:: Exercise details ::
For this exercise, return all the data exactly as it stands.

:: Provided records ::
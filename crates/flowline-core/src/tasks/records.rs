//! Record tasks.

use async_trait::async_trait;
use serde::Deserialize;
use serde_json::{json, Value};

use crate::context::ExecutionContext;
use crate::error::TaskError;
use crate::registry::Task;
use crate::services::Services;
use crate::steps::{FindRecordStep, UpdateRecordStep};

/// `findRecord {collection, query}` -> `{doc, found}`.
pub struct FindRecordTask {
    services: Services,
}

impl FindRecordTask {
    pub fn new(services: Services) -> Self {
        Self { services }
    }
}

#[async_trait]
impl Task for FindRecordTask {
    fn name(&self) -> &'static str {
        "findRecord"
    }

    async fn execute(&self, input: Value) -> Result<Value, TaskError> {
        let step: FindRecordStep = serde_json::from_value(input)?;
        let doc = step
            .run(&ExecutionContext::default(), self.services.store.as_ref())
            .await?;

        let found = !doc.is_null();
        Ok(json!({"doc": doc, "found": found}))
    }
}

#[derive(Debug, Deserialize)]
struct UpdateRecordInput {
    collection: String,
    id: Value,
    #[serde(default)]
    data: Value,
}

/// `updateRecord {collection, id, data}` -> `{result}`.
pub struct UpdateRecordTask {
    services: Services,
}

impl UpdateRecordTask {
    pub fn new(services: Services) -> Self {
        Self { services }
    }
}

#[async_trait]
impl Task for UpdateRecordTask {
    fn name(&self) -> &'static str {
        "updateRecord"
    }

    async fn execute(&self, input: Value) -> Result<Value, TaskError> {
        let input: UpdateRecordInput = serde_json::from_value(input)?;
        let step = UpdateRecordStep {
            collection: input.collection,
            record_id: input.id,
            data: input.data,
        };

        let result = step
            .run(&ExecutionContext::default(), self.services.store.as_ref())
            .await?;
        Ok(json!({"result": result}))
    }
}
//! Job queue backends.
//!
//! Producers see a queue through [`JobQueue`]; the worker pulls from it
//! through [`JobSource`]. Delivery is at-least-once: a job whose task fails
//! is redelivered until [`RetryConfig::max_attempts`] deliveries were made.
//!
//! - [`InMemoryJobQueue`] - tokio channel, process-local
//! - [`NatsJobQueue`] - NATS JetStream stream with a durable pull consumer

mod memory;
mod nats;

pub use memory::InMemoryJobQueue;
pub use nats::{NatsJobQueue, DEFAULT_JOBS_SUBJECT};

use async_trait::async_trait;
use chrono::{DateTime, Utc};
use serde::{Deserialize, Serialize};

use flowline_core::{Job, JobId, QueueError, RetryConfig};

/// A job as it travels through a queue.
#[derive(Debug, Clone, PartialEq, Serialize, Deserialize)]
#[serde(rename_all = "camelCase")]
pub struct JobEnvelope {
    pub id: JobId,

    /// Delivery number, starting at 1.
    #[serde(default = "first_attempt")]
    pub attempt: u32,

    pub enqueued_at: DateTime<Utc>,

    pub job: Job,
}

fn first_attempt() -> u32 {
    1
}

impl JobEnvelope {
    pub fn new(job: Job) -> Self {
        Self {
            id: JobId::new_v4(),
            attempt: first_attempt(),
            enqueued_at: Utc::now(),
            job,
        }
    }
}

/// Settles one delivery with its backend.
#[async_trait]
pub trait Acknowledger: Send + Sync {
    /// The job finished; remove it from the queue.
    async fn ack(&self, envelope: &JobEnvelope) -> Result<(), QueueError>;

    /// The job failed; redeliver it if attempts remain.
    async fn nak(&self, envelope: &JobEnvelope) -> Result<(), QueueError>;
}

/// One received job plus the handle to settle it.
pub struct Delivery {
    pub envelope: JobEnvelope,
    acker: Box<dyn Acknowledger>,
}

impl Delivery {
    pub fn new(envelope: JobEnvelope, acker: Box<dyn Acknowledger>) -> Self {
        Self { envelope, acker }
    }

    pub async fn ack(&self) -> Result<(), QueueError> {
        self.acker.ack(&self.envelope).await
    }

    pub async fn nak(&self) -> Result<(), QueueError> {
        self.acker.nak(&self.envelope).await
    }
}

impl std::fmt::Debug for Delivery {
    fn fmt(&self, f: &mut std::fmt::Formatter<'_>) -> std::fmt::Result {
        f.debug_struct("Delivery")
            .field("envelope", &self.envelope)
            .finish_non_exhaustive()
    }
}

/// Consumer side of a queue.
#[async_trait]
pub trait JobSource: Send + Sync {
    /// Wait for the next job. `Ok(None)` means nothing arrived in time; the
    /// caller should poll again.
    async fn receive(&self) -> Result<Option<Delivery>, QueueError>;
}

/// Log the give-up decision for an exhausted job.
pub(crate) fn log_exhausted(envelope: &JobEnvelope, retry: &RetryConfig) {
    tracing::error!(
        job_id = %envelope.id,
        task = %envelope.job.task,
        attempt = envelope.attempt,
        max_attempts = retry.max_attempts,
        "Job failed on its last attempt; dropping"
    );
}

:: Response to the task ::
filename crates/flowline-core/src/tasks/records.rs
//! Record tasks.

use async_trait::async_trait;
use serde::Deserialize;
use serde_json::{json, Value};

use crate::context::ExecutionContext;
use crate::error::TaskError;
use crate::registry::Task;
use crate::services::Services;
use crate::steps::{FindRecordStep, UpdateRecordStep};

/// `findRecord {collection, query}` -> `{doc, found}`.
pub struct FindRecordTask {
    services: Services,
}

impl FindRecordTask {
    pub fn new(services: Services) -> Self {
        Self { services }
    }
}

#[async_trait]
impl Task for FindRecordTask {
    fn name(&self) -> &'static str {
        "findRecord"
    }

    async fn execute(&self, input: Value) -> Result<Value, TaskError> {
        let step: FindRecordStep = serde_json::from_value(input)?;
        let doc = step
            .run(&ExecutionContext::default(), self.services.store.as_ref())
            .await?;

        let found = !doc.is_null();
        Ok(json!({"doc": doc, "found": found}))
    }
}

#[derive(Debug, Deserialize)]
struct UpdateRecordInput {
    collection: String,
    id: Value,
    #[serde(default)]
    data: Value,
}

/// `updateRecord {collection, id, data}` -> `{result}`.
pub struct UpdateRecordTask {
    services: Services,
}

impl UpdateRecordTask {
    pub fn new(services: Services) -> Self {
        Self { services }
    }
}

#[async_trait]
impl Task for UpdateRecordTask {
    fn name(&self) -> &'static str {
        "updateRecord"
    }

    async fn execute(&self, input: Value) -> Result<Value, TaskError> {
        let input: UpdateRecordInput = serde_json::from_value(input)?;
        let step = UpdateRecordStep {
            collection: input.collection,
            record_id: input.id,
            data: input.data,
        };

        let result = step
            .run(&ExecutionContext::default(), self.services.store.as_ref())
            .await?;
        Ok(json!({"result": result}))
    }
}
//! Job queue backends.
//!
//! Producers see a queue through [`JobQueue`]; the worker pulls from it
//! through [`JobSource`]. Delivery is at-least-once: a job whose task fails
//! is redelivered until [`RetryConfig::max_attempts`] deliveries were made.
//!
//! - [`InMemoryJobQueue`] - tokio channel, process-local
//! - [`NatsJobQueue`] - NATS JetStream stream with a durable pull consumer

mod memory;
mod nats;

pub use memory::InMemoryJobQueue;
pub use nats::{NatsJobQueue, DEFAULT_JOBS_SUBJECT};

use async_trait::async_trait;
use chrono::{DateTime, Utc};
use serde::{Deserialize, Serialize};

use flowline_core::{Job, JobId, QueueError, RetryConfig};

/// A job as it travels through a queue.
#[derive(Debug, Clone, PartialEq, Serialize, Deserialize)]
#[serde(rename_all = "camelCase")]
pub struct JobEnvelope {
    pub id: JobId,

    /// Delivery number, starting at 1.
    #[serde(default = "first_attempt")]
    pub attempt: u32,

    pub enqueued_at: DateTime<Utc>,

    pub job: Job,
}

fn first_attempt() -> u32 {
    1
}

impl JobEnvelope {
    pub fn new(job: Job) -> Self {
        Self {
            id: JobId::new_v4(),
            attempt: first_attempt(),
            enqueued_at: Utc::now(),
            job,
        }
    }
}

/// Settles one delivery with its backend.
#[async_trait]
pub trait Acknowledger: Send + Sync {
    /// The job finished; remove it from the queue.
    async fn ack(&self, envelope: &JobEnvelope) -> Result<(), QueueError>;

    /// The job failed; redeliver it if attempts remain.
    async fn nak(&self, envelope: &JobEnvelope) -> Result<(), QueueError>;
}

/// One received job plus the handle to settle it.
pub struct Delivery {
    pub envelope: JobEnvelope,
    acker: Box<dyn Acknowledger>,
}

impl Delivery {
    pub fn new(envelope: JobEnvelope, acker: Box<dyn Acknowledger>) -> Self {
        Self { envelope, acker }
    }

    pub async fn ack(&self) -> Result<(), QueueError> {
        self.acker.ack(&self.envelope).await
    }

    pub async fn nak(&self) -> Result<(), QueueError> {
        self.acker.nak(&self.envelope).await
    }
}

impl std::fmt::Debug for Delivery {
    fn fmt(&self, f: &mut std::fmt::Formatter<'_>) -> std::fmt::Result {
        f.debug_struct("Delivery")
            .field("envelope", &self.envelope)
            .finish_non_exhaustive()
    }
}

/// Consumer side of a queue.
#[async_trait]
pub trait JobSource: Send + Sync {
    /// Wait for the next job. `Ok(None)` means nothing arrived in time; the
    /// caller should poll again.
    async fn receive(&self) -> Result<Option<Delivery>, QueueError>;
}

/// Log the give-up decision for an exhausted job.
pub(crate) fn log_exhausted(envelope: &JobEnvelope, retry: &RetryConfig) {
    tracing::error!(
        job_id = %envelope.id,
        task = %envelope.job.task,
        attempt = envelope.attempt,
        max_attempts = retry.max_attempts,
        "Job failed on its last attempt; dropping"
    );
}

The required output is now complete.